Beginning with the line that holds "inside the proxy" in the data below, give again every line through the one that holds "pub struct BuildConfig", exactly as written.

* **Task material**
▼

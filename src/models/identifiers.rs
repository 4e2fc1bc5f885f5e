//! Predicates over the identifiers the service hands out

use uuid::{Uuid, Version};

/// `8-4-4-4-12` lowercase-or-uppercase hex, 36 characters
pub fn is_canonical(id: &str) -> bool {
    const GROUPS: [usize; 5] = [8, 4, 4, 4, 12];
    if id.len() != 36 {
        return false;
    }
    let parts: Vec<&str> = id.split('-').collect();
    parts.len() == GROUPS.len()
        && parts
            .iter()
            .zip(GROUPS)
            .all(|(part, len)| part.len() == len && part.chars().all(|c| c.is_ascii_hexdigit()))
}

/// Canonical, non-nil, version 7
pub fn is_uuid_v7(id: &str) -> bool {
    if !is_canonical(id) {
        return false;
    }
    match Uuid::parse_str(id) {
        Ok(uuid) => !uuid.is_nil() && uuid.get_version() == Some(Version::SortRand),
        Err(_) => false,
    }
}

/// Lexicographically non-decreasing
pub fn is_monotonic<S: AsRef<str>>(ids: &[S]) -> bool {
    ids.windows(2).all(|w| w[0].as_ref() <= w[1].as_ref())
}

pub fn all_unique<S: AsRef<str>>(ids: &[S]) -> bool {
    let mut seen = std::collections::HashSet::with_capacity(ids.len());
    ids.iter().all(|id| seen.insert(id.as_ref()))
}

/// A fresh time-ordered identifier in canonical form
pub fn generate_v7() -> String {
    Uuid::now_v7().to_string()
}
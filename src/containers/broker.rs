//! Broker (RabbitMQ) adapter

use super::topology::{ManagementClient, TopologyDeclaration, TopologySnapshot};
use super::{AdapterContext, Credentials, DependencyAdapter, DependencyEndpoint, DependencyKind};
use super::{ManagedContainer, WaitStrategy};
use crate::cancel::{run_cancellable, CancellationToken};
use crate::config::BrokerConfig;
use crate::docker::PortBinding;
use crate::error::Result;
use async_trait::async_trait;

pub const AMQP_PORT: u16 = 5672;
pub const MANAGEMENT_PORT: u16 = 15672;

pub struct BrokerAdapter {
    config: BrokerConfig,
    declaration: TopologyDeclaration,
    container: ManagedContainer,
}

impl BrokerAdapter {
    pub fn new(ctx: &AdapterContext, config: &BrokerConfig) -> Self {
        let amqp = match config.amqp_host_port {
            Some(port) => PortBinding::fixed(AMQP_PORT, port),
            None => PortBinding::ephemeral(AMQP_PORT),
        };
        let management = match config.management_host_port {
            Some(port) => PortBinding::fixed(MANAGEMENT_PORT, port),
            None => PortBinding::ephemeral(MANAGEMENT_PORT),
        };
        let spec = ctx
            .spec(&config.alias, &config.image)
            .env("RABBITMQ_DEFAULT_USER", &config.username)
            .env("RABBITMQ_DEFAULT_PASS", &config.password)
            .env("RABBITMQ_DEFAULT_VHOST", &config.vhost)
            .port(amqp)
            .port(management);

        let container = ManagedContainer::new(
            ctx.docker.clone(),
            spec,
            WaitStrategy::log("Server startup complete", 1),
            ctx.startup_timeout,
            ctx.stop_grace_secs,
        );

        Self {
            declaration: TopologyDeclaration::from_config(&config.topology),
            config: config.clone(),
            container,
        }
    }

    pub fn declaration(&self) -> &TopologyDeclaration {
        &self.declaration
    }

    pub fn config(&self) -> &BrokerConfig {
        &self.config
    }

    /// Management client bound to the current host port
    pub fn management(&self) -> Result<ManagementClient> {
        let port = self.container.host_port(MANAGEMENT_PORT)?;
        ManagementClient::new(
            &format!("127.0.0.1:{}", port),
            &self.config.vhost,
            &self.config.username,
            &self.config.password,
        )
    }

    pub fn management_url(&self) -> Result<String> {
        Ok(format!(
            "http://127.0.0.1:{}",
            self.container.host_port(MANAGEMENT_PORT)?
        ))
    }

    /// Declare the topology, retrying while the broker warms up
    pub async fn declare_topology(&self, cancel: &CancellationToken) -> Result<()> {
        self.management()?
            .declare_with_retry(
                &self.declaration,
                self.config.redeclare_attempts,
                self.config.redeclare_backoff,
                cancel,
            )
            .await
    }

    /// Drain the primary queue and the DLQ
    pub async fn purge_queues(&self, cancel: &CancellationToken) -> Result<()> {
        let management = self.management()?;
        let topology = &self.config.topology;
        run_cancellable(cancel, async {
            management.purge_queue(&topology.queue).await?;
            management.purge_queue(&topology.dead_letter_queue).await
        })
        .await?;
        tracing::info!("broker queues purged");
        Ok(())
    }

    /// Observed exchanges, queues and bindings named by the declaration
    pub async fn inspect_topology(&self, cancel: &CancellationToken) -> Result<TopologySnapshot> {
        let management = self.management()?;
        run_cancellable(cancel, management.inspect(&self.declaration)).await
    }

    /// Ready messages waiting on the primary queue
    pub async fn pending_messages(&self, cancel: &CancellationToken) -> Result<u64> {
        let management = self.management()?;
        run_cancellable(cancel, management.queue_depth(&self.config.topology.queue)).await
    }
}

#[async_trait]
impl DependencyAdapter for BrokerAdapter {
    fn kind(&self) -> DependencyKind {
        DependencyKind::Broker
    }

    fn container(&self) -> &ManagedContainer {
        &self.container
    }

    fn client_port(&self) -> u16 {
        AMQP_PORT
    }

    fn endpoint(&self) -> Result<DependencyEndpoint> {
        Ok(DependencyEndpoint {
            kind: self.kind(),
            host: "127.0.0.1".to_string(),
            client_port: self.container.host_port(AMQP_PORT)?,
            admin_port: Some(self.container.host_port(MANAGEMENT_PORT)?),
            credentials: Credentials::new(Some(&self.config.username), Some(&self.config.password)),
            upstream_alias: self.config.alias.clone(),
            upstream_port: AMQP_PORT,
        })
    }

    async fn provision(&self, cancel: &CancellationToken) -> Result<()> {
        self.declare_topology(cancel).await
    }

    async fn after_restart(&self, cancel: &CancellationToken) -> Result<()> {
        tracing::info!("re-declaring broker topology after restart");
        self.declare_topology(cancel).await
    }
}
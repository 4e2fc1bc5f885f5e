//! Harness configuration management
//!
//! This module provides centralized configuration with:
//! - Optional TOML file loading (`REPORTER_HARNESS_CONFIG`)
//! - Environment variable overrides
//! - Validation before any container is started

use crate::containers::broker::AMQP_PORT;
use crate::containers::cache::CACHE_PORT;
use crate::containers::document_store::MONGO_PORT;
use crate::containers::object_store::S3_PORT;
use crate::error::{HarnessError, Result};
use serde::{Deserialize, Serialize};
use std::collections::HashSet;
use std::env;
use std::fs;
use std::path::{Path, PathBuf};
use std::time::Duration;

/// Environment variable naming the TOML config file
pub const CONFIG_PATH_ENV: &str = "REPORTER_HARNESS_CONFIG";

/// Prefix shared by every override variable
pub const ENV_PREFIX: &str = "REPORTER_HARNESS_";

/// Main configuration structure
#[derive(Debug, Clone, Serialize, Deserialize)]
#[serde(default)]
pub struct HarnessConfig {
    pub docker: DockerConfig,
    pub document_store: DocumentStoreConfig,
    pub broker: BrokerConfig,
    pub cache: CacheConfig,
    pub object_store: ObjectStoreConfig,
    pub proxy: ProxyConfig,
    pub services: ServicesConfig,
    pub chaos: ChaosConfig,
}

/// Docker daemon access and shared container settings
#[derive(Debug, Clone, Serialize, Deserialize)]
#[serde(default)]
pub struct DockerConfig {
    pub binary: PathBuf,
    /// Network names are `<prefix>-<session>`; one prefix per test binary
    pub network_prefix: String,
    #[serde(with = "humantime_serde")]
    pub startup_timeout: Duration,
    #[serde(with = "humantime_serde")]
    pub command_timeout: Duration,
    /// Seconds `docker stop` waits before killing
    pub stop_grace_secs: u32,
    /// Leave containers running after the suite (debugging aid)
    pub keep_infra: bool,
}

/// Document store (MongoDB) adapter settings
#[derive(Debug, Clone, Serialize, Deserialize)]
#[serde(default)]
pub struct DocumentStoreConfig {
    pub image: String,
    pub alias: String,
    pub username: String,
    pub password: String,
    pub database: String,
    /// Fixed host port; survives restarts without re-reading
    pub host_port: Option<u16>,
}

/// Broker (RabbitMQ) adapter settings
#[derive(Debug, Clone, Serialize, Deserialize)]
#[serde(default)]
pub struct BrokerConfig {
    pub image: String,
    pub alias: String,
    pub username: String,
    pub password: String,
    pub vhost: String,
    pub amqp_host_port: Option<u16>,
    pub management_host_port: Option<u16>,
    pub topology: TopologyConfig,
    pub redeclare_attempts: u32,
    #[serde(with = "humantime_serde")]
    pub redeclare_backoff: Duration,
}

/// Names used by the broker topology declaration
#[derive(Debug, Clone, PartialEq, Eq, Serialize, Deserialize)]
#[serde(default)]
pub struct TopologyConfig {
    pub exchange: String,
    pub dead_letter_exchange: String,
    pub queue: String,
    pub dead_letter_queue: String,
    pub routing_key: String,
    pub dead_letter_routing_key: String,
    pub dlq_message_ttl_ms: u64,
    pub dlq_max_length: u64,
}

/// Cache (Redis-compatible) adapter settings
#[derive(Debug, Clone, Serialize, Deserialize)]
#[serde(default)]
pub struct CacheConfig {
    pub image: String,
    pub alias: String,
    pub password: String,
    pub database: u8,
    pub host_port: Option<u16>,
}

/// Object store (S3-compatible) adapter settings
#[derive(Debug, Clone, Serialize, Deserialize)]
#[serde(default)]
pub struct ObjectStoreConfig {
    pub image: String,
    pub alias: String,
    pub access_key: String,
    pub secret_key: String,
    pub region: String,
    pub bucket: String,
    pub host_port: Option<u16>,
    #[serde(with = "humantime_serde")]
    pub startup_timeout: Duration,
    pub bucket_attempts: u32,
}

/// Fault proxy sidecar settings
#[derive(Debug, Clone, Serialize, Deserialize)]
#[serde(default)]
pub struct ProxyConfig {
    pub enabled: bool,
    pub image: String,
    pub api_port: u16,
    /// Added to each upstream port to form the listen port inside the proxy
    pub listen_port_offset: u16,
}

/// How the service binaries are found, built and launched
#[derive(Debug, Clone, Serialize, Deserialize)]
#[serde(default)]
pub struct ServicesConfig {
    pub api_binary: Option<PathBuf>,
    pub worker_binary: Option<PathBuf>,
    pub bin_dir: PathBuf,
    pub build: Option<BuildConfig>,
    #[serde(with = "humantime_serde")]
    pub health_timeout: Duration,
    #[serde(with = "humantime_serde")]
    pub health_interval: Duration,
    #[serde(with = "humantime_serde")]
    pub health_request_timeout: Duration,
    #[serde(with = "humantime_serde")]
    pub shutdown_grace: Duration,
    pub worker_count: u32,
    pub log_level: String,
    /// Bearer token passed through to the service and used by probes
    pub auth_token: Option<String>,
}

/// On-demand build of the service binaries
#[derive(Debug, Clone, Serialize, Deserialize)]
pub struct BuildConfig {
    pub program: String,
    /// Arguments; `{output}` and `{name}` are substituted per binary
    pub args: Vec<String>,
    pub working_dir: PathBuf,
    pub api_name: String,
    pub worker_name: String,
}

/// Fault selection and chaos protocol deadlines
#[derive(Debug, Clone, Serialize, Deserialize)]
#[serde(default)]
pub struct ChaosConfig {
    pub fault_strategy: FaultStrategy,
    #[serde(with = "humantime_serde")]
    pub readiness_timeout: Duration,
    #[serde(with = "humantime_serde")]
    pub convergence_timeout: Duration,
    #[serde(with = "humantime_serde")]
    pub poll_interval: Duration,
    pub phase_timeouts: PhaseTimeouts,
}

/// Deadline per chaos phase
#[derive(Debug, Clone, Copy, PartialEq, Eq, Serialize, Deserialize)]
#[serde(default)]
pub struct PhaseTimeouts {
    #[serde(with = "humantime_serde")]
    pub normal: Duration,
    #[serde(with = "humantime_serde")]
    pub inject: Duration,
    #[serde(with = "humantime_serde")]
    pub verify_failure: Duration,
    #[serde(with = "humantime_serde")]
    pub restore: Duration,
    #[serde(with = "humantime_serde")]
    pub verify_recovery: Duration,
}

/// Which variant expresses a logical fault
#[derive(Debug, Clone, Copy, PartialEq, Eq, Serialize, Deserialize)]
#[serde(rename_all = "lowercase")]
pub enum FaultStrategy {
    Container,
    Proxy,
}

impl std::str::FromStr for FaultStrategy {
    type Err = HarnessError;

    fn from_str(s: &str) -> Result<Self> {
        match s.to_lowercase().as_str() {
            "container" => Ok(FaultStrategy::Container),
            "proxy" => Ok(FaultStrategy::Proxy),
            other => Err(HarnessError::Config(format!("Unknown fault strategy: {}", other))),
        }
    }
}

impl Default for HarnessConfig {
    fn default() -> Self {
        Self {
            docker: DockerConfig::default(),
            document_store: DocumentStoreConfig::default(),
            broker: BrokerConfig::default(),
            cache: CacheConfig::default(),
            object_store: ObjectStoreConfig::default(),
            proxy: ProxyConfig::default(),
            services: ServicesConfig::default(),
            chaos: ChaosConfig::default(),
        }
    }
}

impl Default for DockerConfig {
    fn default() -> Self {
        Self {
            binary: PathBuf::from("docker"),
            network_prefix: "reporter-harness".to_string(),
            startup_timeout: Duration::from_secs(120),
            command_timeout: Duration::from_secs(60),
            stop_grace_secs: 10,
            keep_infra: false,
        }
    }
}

▲

* **Exercise output**
    /// Added to each upstream port to form the listen port inside the proxy
    pub listen_port_offset: u16,
}

/// How the service binaries are found, built and launched
#[derive(Debug, Clone, Serialize, Deserialize)]
#[serde(default)]
pub struct ServicesConfig {
    pub api_binary: Option<PathBuf>,
    pub worker_binary: Option<PathBuf>,
    pub bin_dir: PathBuf,
    pub build: Option<BuildConfig>,
    #[serde(with = "humantime_serde")]
    pub health_timeout: Duration,
    #[serde(with = "humantime_serde")]
    pub health_interval: Duration,
    #[serde(with = "humantime_serde")]
    pub health_request_timeout: Duration,
    #[serde(with = "humantime_serde")]
    pub shutdown_grace: Duration,
    pub worker_count: u32,
    pub log_level: String,
    /// Bearer token passed through to the service and used by probes
    pub auth_token: Option<String>,
}

/// On-demand build of the service binaries
#[derive(Debug, Clone, Serialize, Deserialize)]
pub struct BuildConfig {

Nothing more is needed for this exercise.